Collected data
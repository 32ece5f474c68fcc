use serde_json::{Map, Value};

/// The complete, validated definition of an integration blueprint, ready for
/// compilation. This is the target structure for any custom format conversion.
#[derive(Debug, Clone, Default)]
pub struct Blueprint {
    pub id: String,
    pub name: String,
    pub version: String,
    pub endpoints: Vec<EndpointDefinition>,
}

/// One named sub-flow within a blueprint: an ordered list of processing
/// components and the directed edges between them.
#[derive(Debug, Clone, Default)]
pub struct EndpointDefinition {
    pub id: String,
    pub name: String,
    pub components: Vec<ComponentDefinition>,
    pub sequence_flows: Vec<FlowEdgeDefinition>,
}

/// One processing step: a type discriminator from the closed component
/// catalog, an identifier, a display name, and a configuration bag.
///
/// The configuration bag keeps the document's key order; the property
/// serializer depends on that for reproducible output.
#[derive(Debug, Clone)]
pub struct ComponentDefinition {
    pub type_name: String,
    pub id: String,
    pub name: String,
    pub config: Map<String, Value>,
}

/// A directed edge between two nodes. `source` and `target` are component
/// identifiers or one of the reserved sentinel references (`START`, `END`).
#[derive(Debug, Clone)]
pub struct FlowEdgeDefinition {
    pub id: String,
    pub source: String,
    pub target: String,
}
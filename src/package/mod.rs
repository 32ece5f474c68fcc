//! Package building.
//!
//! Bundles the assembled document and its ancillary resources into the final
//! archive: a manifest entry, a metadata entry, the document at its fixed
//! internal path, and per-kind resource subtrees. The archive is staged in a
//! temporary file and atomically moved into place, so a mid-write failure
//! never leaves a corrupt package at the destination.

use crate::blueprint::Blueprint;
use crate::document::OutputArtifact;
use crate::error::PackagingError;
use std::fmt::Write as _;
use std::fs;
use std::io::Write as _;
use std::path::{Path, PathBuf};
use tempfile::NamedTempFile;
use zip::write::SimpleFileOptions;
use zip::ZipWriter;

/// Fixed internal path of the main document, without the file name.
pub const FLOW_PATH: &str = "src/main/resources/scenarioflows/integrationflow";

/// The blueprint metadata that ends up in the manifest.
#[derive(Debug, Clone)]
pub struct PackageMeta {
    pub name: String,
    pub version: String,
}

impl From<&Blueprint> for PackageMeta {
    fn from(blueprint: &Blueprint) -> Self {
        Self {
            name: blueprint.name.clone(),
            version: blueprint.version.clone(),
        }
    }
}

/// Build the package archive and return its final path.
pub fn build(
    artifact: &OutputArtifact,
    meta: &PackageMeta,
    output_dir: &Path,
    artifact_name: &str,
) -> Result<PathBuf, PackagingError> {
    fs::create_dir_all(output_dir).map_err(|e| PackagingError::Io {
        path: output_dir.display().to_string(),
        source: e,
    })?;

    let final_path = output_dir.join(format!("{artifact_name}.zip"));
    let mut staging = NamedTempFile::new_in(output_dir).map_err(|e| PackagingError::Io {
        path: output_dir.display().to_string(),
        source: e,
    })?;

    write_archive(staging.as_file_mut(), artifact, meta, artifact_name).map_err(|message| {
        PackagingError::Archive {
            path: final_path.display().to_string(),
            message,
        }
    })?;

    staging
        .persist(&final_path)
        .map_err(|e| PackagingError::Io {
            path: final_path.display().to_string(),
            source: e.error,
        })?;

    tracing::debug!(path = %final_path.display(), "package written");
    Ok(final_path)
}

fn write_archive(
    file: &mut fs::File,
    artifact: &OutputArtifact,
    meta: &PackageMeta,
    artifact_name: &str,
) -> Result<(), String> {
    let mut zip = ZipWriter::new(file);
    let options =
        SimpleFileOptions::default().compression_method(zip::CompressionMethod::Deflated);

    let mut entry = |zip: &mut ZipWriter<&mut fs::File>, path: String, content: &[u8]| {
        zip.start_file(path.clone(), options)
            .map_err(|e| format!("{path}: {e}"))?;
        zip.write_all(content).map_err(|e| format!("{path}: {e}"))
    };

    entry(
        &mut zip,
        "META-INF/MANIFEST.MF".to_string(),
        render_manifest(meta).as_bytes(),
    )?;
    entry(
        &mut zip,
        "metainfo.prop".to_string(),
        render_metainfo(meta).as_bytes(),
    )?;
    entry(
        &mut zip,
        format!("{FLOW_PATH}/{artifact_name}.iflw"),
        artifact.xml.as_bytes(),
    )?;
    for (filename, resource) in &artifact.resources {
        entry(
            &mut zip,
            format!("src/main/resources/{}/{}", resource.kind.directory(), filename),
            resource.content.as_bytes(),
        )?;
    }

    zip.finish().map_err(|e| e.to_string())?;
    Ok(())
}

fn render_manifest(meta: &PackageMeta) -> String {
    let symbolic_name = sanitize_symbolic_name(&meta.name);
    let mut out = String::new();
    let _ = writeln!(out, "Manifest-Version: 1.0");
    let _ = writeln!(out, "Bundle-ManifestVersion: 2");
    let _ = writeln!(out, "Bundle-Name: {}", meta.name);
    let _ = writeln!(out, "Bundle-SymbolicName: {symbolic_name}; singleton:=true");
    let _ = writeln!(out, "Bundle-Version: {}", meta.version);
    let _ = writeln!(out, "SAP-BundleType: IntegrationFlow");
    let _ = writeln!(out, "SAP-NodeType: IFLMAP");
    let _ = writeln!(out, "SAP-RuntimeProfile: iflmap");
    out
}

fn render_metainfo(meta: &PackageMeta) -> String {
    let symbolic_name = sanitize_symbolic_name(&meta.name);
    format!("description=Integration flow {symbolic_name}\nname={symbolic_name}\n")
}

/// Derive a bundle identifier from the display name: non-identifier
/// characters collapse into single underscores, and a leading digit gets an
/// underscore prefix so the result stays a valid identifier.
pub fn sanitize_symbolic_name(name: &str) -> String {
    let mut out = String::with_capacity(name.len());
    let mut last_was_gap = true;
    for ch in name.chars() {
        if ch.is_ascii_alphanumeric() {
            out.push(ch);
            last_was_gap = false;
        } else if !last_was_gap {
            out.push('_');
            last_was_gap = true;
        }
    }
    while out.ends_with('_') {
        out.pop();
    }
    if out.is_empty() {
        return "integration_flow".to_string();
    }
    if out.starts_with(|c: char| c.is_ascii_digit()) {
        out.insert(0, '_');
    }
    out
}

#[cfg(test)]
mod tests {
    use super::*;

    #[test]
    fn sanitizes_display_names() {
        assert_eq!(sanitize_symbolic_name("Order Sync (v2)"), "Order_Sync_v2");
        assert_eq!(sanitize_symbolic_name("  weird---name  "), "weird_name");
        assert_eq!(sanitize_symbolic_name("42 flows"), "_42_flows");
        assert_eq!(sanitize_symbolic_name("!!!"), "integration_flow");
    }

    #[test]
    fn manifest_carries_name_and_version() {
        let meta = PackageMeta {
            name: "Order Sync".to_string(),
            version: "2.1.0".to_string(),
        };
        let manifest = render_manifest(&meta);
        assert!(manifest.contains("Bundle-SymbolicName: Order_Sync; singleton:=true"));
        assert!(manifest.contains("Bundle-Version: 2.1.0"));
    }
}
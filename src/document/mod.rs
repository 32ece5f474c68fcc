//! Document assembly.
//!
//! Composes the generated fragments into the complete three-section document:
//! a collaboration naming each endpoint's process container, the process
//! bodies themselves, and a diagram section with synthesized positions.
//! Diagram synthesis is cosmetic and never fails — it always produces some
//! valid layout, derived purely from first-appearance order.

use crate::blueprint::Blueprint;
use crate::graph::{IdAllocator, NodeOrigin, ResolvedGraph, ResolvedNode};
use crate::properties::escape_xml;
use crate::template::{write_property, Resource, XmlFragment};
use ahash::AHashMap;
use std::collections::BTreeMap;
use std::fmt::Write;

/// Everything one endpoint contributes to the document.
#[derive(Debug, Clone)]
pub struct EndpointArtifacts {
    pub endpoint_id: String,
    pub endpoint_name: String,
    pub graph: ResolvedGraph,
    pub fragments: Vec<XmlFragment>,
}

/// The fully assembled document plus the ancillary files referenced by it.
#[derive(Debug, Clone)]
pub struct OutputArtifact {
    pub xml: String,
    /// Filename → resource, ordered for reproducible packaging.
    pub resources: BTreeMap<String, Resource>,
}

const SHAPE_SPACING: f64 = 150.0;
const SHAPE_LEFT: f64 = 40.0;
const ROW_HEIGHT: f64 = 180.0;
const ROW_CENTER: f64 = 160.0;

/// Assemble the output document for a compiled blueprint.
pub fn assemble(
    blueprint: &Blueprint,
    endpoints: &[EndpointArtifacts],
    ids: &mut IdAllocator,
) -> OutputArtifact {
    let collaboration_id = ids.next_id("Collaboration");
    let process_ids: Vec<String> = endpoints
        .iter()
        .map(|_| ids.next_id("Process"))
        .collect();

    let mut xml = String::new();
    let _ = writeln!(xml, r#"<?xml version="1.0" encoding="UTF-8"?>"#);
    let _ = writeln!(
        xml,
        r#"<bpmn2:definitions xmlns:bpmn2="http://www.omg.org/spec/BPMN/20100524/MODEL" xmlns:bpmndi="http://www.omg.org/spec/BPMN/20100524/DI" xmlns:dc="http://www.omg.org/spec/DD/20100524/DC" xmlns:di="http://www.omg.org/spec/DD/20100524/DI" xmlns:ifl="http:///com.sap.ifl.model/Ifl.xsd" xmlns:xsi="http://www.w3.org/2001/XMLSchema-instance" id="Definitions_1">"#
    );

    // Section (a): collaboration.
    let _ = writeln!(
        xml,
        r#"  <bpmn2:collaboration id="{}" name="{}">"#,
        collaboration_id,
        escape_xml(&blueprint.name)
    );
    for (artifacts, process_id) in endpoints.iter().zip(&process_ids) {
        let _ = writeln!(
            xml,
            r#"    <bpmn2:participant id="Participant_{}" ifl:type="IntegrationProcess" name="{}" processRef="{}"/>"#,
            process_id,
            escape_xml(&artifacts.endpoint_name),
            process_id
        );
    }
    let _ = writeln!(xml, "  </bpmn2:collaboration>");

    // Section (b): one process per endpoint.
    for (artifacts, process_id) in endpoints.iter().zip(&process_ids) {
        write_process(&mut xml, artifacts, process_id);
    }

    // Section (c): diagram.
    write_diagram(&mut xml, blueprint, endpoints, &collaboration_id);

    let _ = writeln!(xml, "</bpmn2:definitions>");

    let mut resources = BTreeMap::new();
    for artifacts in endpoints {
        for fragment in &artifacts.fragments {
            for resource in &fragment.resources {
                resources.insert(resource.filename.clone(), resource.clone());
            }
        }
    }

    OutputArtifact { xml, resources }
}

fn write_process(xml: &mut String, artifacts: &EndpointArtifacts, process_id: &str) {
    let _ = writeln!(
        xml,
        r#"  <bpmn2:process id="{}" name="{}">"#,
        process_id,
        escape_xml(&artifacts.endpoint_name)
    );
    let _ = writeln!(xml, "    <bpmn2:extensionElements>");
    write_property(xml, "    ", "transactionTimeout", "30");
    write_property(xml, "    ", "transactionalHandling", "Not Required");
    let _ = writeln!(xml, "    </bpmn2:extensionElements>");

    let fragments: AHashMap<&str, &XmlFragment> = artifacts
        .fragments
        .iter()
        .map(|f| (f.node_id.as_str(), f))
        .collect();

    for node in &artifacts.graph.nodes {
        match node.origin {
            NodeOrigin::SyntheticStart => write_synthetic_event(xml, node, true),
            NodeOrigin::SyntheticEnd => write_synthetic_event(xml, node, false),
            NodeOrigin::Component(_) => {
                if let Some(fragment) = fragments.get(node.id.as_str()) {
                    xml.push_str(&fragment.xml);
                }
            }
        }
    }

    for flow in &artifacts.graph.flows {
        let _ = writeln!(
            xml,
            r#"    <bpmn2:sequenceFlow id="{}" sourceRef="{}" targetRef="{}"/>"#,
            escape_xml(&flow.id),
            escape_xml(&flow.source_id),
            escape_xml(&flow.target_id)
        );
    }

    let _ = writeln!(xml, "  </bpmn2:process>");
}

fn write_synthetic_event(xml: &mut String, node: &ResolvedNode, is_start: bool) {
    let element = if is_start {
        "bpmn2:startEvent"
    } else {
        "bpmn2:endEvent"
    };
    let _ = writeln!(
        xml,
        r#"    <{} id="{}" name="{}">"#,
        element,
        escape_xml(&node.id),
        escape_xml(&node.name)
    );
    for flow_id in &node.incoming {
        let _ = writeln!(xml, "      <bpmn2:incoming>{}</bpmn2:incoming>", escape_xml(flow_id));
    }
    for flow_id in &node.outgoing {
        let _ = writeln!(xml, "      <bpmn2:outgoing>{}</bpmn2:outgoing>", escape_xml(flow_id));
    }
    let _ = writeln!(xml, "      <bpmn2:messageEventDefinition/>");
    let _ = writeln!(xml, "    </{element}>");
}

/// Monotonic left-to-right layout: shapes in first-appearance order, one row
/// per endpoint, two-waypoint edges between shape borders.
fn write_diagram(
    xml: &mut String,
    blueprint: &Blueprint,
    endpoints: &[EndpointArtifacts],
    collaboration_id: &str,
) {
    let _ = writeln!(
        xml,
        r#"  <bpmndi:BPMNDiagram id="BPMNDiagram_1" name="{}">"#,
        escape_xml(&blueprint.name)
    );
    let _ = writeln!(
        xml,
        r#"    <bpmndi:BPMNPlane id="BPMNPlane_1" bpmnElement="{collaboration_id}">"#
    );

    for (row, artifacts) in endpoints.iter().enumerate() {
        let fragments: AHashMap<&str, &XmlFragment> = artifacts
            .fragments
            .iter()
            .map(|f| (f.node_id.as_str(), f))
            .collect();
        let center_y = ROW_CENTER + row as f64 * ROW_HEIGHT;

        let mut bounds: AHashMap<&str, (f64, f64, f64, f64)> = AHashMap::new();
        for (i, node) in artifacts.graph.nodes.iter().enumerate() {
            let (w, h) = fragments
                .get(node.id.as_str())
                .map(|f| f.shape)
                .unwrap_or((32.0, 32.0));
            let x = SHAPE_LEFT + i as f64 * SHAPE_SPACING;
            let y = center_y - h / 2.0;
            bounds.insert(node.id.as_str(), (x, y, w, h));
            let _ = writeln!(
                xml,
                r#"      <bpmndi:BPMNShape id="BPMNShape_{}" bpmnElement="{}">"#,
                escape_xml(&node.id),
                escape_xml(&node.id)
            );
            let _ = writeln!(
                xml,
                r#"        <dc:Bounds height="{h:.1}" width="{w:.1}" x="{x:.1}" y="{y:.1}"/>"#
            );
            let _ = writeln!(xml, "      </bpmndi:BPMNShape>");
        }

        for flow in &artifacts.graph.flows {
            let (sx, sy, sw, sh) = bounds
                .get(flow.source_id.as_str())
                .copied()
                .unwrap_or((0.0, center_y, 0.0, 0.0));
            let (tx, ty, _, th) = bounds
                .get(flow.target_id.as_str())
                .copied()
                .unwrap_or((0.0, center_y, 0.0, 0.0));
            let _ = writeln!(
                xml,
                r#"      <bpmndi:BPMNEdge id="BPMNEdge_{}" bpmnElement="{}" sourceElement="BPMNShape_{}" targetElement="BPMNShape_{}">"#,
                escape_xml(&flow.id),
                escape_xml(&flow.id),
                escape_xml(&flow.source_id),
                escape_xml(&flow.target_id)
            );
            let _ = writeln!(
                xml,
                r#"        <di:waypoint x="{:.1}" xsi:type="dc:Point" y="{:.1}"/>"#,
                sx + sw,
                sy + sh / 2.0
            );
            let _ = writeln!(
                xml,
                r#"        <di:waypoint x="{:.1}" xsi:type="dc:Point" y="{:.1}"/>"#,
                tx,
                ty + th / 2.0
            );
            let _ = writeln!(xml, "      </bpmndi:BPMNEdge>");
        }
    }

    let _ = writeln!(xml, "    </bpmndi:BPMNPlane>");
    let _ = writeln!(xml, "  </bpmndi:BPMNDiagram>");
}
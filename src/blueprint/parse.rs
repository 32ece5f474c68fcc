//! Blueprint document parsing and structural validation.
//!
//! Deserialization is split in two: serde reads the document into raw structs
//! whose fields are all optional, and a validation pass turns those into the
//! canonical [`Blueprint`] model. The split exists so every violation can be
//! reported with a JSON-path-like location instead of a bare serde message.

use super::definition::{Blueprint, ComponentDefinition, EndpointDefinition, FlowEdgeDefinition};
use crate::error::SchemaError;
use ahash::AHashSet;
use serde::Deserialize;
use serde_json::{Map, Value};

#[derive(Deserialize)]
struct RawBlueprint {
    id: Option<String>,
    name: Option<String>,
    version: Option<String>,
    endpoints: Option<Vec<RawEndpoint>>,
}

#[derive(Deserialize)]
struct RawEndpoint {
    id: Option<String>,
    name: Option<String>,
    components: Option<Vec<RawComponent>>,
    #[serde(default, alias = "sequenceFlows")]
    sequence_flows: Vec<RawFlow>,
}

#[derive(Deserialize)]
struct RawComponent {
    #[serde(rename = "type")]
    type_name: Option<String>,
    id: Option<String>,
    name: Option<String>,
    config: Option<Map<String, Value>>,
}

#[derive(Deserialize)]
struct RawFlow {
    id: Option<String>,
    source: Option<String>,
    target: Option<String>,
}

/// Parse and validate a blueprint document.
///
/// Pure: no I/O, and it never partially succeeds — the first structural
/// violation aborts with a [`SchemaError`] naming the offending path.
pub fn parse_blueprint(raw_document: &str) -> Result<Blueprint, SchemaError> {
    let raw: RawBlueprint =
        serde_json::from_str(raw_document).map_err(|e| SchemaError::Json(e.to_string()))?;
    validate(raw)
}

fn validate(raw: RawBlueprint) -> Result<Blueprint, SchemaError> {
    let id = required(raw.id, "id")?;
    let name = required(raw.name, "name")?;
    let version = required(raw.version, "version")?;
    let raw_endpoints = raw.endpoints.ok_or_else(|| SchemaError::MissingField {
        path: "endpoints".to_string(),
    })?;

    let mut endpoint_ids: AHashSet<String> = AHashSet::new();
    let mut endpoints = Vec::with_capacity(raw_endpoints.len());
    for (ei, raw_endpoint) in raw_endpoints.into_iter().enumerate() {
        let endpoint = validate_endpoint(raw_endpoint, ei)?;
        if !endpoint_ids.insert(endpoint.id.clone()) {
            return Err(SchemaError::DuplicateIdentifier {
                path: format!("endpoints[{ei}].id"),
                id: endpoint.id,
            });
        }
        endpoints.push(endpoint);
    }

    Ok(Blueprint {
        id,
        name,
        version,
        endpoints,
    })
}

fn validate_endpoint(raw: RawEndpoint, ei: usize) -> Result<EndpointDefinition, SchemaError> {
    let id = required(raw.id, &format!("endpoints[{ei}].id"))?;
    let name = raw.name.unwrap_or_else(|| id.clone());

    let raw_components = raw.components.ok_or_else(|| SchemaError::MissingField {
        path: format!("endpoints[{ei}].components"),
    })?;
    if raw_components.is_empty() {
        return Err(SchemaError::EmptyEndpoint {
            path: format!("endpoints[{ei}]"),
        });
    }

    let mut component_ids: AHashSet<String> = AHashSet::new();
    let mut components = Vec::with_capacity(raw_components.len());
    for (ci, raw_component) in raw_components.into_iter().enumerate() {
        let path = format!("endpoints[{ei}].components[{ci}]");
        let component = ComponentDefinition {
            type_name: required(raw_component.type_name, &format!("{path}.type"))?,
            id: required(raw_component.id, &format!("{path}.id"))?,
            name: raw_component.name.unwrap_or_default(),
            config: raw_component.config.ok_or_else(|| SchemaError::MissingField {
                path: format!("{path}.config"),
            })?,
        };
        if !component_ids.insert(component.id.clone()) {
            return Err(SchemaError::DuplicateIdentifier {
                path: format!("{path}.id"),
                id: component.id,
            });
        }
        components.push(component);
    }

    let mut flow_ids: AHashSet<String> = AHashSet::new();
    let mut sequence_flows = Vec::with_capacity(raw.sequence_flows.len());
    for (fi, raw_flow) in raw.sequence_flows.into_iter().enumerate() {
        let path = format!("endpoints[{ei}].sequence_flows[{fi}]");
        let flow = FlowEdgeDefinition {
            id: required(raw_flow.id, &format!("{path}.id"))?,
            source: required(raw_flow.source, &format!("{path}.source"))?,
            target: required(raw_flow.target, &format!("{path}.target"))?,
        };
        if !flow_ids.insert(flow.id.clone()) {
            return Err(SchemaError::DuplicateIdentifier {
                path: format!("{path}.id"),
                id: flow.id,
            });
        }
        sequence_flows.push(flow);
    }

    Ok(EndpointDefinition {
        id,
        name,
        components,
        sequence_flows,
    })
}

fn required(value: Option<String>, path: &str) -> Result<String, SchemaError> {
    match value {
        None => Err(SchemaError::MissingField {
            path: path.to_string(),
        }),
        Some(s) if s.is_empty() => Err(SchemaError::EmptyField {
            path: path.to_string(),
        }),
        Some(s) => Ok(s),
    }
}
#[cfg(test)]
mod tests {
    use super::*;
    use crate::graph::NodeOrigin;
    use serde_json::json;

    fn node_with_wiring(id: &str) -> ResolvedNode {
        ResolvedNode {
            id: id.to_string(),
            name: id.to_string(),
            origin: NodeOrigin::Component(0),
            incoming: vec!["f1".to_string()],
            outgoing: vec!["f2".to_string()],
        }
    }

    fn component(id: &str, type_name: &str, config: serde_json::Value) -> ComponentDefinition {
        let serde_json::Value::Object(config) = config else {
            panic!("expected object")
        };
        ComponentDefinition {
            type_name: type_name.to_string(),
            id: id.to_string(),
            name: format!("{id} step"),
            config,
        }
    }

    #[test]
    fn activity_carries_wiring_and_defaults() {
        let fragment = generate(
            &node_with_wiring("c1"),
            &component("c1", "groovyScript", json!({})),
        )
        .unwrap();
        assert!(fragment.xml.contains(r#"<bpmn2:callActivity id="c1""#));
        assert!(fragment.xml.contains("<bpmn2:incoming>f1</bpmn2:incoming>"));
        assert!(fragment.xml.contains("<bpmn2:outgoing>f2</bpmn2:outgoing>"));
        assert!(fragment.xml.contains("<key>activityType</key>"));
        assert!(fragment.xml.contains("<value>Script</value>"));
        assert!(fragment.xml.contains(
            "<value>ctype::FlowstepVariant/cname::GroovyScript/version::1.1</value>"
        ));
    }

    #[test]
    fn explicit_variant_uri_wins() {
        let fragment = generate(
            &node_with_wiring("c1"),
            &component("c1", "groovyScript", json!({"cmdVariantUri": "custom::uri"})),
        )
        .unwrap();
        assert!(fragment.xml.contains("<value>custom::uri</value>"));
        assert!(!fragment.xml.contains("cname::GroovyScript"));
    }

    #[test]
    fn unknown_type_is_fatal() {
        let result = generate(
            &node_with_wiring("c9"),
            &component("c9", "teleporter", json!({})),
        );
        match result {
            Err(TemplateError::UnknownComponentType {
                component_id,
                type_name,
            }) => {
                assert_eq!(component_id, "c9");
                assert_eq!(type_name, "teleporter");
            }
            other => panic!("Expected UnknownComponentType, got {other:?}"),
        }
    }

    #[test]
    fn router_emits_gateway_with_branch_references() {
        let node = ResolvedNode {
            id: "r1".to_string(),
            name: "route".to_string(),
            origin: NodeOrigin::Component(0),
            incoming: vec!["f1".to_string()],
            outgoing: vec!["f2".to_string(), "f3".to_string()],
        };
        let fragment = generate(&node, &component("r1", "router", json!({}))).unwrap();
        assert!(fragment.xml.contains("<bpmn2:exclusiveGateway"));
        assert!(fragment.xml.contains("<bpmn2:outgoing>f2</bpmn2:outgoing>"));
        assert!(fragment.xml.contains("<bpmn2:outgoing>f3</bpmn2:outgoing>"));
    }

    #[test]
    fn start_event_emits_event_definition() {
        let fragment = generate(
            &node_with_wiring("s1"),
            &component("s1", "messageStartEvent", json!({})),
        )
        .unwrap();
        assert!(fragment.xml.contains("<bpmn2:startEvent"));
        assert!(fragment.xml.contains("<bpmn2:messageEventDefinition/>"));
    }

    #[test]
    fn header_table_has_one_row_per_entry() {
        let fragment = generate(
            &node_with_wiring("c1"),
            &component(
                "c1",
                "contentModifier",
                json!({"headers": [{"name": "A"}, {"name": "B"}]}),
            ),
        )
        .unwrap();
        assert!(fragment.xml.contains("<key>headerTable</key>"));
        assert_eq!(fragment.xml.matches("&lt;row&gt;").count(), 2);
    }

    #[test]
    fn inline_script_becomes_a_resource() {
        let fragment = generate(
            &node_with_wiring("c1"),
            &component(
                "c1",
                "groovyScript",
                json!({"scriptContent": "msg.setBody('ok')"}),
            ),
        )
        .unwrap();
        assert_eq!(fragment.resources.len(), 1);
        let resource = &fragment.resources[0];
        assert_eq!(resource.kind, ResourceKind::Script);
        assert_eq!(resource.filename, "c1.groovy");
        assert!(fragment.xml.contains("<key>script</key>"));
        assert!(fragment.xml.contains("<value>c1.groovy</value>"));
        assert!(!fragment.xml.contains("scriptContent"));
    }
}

# Work to be completed
Scan the lines above for "out.insert(0, '_');" and for "let meta = PackageMeta". Repeat exactly the line holding each of them and every line in between.

# Exercise solution
        out.insert(0, '_');
    }
    out
}

#[cfg(test)]
mod tests {
    use super::*;

    #[test]
    fn sanitizes_display_names() {
        assert_eq!(sanitize_symbolic_name("Order Sync (v2)"), "Order_Sync_v2");
        assert_eq!(sanitize_symbolic_name("  weird---name  "), "weird_name");
        assert_eq!(sanitize_symbolic_name("42 flows"), "_42_flows");
        assert_eq!(sanitize_symbolic_name("!!!"), "integration_flow");
    }

    #[test]
    fn manifest_carries_name_and_version() {
        let meta = PackageMeta {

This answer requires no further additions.